Very effective, very cardiovascular, and very refreshing if you’ve had a nice sweaty paddle!:)
Donkey Calf Raises
Another variation of simple calf raises to build diamond calves is the “donkey” variation. This simultaneously stretches the calves while working them as well!
Start with feet hip width apart. Bent at the hips, keeping back flat and set your blade tip on the board out in front of you with arms stretched out forward and your gaze slightly forward as well.
Stick that tailbone out and keep a micro-bend in the knees as you press up to your toes and then lower the heels back down. Avoid putting all your weight into the paddle but rather just keep tips of the fingers grasped on for balance. Continue for 15-20 reps.
Sup Leg Raises
Here is and excellent way to work your buns and your hips at the same time while on your sup:
A Sup Leg Raise is both simple and extremely effective at toning and burning any excess fat you want to lose.
You will find that after 2 sets your butt will be on fire (in a good way) and in need of a rest. The best solution is to stand up and paddle around for a couple good sprint sessions to keep your heart rate up and make the workout more effective.
Here is how it works… Start on all fours making sure to keep your hands and legs about shoulder width apart.
Then, suck your abs in so you feel a tightening especially in your lower abs. Then lengthen your right leg at a 45-degree angle making sure to touch the water with your toes.
Next, take a deep breath and lift your leg up, pointing to the sky as high as possible, making sure to square up your hips. Pause for a brief moment and then exhale lowering your let back down into the water.
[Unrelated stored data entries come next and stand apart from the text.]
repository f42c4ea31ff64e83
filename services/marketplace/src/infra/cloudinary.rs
use anyhow::Context as _;
use chrono::Utc;
use reqwest::multipart::{Form, Part};
use serde::Deserialize;
use sha2::{Digest, Sha256};

use crate::domain::repository::MediaStoragePort;
use crate::domain::types::{ResourceType, StagedFile};
use crate::error::MarketplaceError;

/// Signed-upload client for the Cloudinary media store.
#[derive(Clone)]
pub struct CloudinaryClient {
    pub http: reqwest::Client,
    pub cloud_name: String,
    pub api_key: String,
    pub api_secret: String,
    pub api_base: String,
}

#[derive(Deserialize)]
struct UploadResponse {
    secure_url: String,
}

/// SHA-256 request signature over the signed parameters, sorted by name and
/// joined as a query string, followed by the API secret.
pub fn upload_signature(folder: &str, timestamp: i64, api_secret: &str) -> String {
    let to_sign = format!("folder={folder}&timestamp={timestamp}&use_filename=true{api_secret}");
    hex::encode(Sha256::digest(to_sign.as_bytes()))
}

impl MediaStoragePort for CloudinaryClient {
    async fn upload(
        &self,
        file: &StagedFile,
        folder: &str,
        resource_type: ResourceType,
    ) -> Result<String, MarketplaceError> {
        let staged = tokio::fs::File::open(&file.path)
            .await
            .with_context(|| format!("open staged file {}", file.path.display()))?;
        let length = staged
            .metadata()
            .await
            .with_context(|| format!("stat staged file {}", file.path.display()))?
            .len();
        // Streamed from disk so large videos never sit in memory.
        let part = Part::stream_with_length(staged, length)
            .file_name(file.file_name.clone())
            .mime_str(&file.content_type)
            .context("staged file content type")?;

        let timestamp = Utc::now().timestamp();
        let form = Form::new()
            .part("file", part)
            .text("api_key", self.api_key.clone())
            .text("timestamp", timestamp.to_string())
            .text("folder", folder.to_owned())
            .text("use_filename", "true")
            .text("signature", upload_signature(folder, timestamp, &self.api_secret))
            .text("signature_algorithm", "sha256");

        let url = format!(
            "{}/v1_1/{}/{}/upload",
            self.api_base.trim_end_matches('/'),
            self.cloud_name,
            resource_type.as_str()
        );
        let response = self
            .http
            .post(&url)
            .multipart(form)
            .send()
            .await
            .context("send media upload")?;

        let status = response.status();
        if !status.is_success() {
            let body = response.text().await.unwrap_or_default();
            return Err(anyhow::anyhow!("media store responded {status}: {body}").into());
        }

        let uploaded: UploadResponse = response.json().await.context("decode upload response")?;
        tracing::debug!(file = %file.file_name, folder, url = %uploaded.secure_url, "media uploaded");
        Ok(uploaded.secure_url)
    }
}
You will want to perform 15-20 repetitions on each side and aim to complete 3 sets to really get the full benefit and feel the burn in your muscles.
Stand up paddle board crunches
Want to get that ever elusive 6-pack? Use these very simple sup yoga techniques to achieve your fitness goals including tightening up your tummy.
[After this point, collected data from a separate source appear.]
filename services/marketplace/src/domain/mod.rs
pub mod repository;
pub mod types;
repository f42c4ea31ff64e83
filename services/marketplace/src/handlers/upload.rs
use std::collections::HashMap;
use std::path::Path;

use anyhow::Context as _;
use axum::extract::Multipart;
use axum::extract::multipart::MultipartError;
use tokio::io::AsyncWriteExt;
use uuid::Uuid;

use crate::domain::types::StagedFile;
use crate::error::MarketplaceError;

/// Text fields and staged files of one multipart request.
#[derive(Default)]
pub struct MultipartForm {
    fields: HashMap<String, String>,
    files: Vec<(String, StagedFile)>,
}

impl MultipartForm {
    pub fn text(&mut self, name: &str) -> Option<String> {
        self.fields.remove(name)
    }

    /// First file sent under `name`.
    pub fn file(&mut self, name: &str) -> Option<StagedFile> {
        let index = self.files.iter().position(|(n, _)| n == name)?;
        Some(self.files.remove(index).1)
    }

    /// Every file sent under `name`, in request order.
    pub fn files(&mut self, name: &str) -> Vec<StagedFile> {
        let (matching, rest): (Vec<_>, Vec<_>) = std::mem::take(&mut self.files)
            .into_iter()
            .partition(|(n, _)| n == name);
        self.files = rest;
        matching.into_iter().map(|(_, f)| f).collect()
    }
}

fn invalid(err: MultipartError) -> MarketplaceError {
    MarketplaceError::InvalidBody(err.body_text())
}

/// Drain a multipart body. Text parts are buffered; file parts are streamed
/// into `upload_dir` under random names.
pub async fn read_multipart(
    mut multipart: Multipart,
    upload_dir: &Path,
) -> Result<MultipartForm, MarketplaceError> {
    let mut form = MultipartForm::default();
    while let Some(mut field) = multipart.next_field().await.map_err(invalid)? {
        let Some(name) = field.name().map(str::to_owned) else {
            continue;
        };
        let file_name = field.file_name().filter(|n| !n.is_empty()).map(str::to_owned);

        let Some(file_name) = file_name else {
            let value = field.text().await.map_err(invalid)?;
            form.fields.insert(name, value);
            continue;
        };

        // Registered before the first write so a failed request still
        // cleans up a partial file.
        let staged = StagedFile {
            path: upload_dir.join(Uuid::new_v4().to_string()),
            file_name,
            content_type: field
                .content_type()
                .unwrap_or("application/octet-stream")
                .to_owned(),
        };
        let mut out = tokio::fs::File::create(&staged.path)
            .await
            .with_context(|| format!("create staged file {}", staged.path.display()))?;
        while let Some(chunk) = field.chunk().await.map_err(invalid)? {
            out.write_all(&chunk).await.context("write staged file")?;
        }
        out.flush().await.context("flush staged file")?;
        form.files.push((name, staged));
    }
    Ok(form)
}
Standup paddling is an excellent way to tone your core! You are constantly engaging abdominal and back muscles when performing an aggressive stroke pattern, but you can also help increase your core muscle mass by using your own body weight executing a crunch on your board. It’s not unlike the crunch you use on land, but with the added instability of water, it brings this exercise to a whole new level of effectiveness.
The first thing you need to do is lay on your back, bending your knees while making sure to keep your feet flat on the board or suspended slightly in the air for added resistance. Take a deep breath and raise your standup paddle high in the air horizontally over your chest.
Next, lift your shoulders off the board, curling forward while exhaling making sure to tuck in your stomach. Keep your chin lifted of your chest and your head relaxed while extending the paddle toward your legs. Touch the paddle to your legs, pause for a moment, and then retract back to the board slowly relaxing your shoulders until you reach the starting point in a controlled movement.
You will want to do 2-3 sets of 15-20 reps for maximum impact. You can also practice extending your legs out further on the board away from your butt for an increased challenge.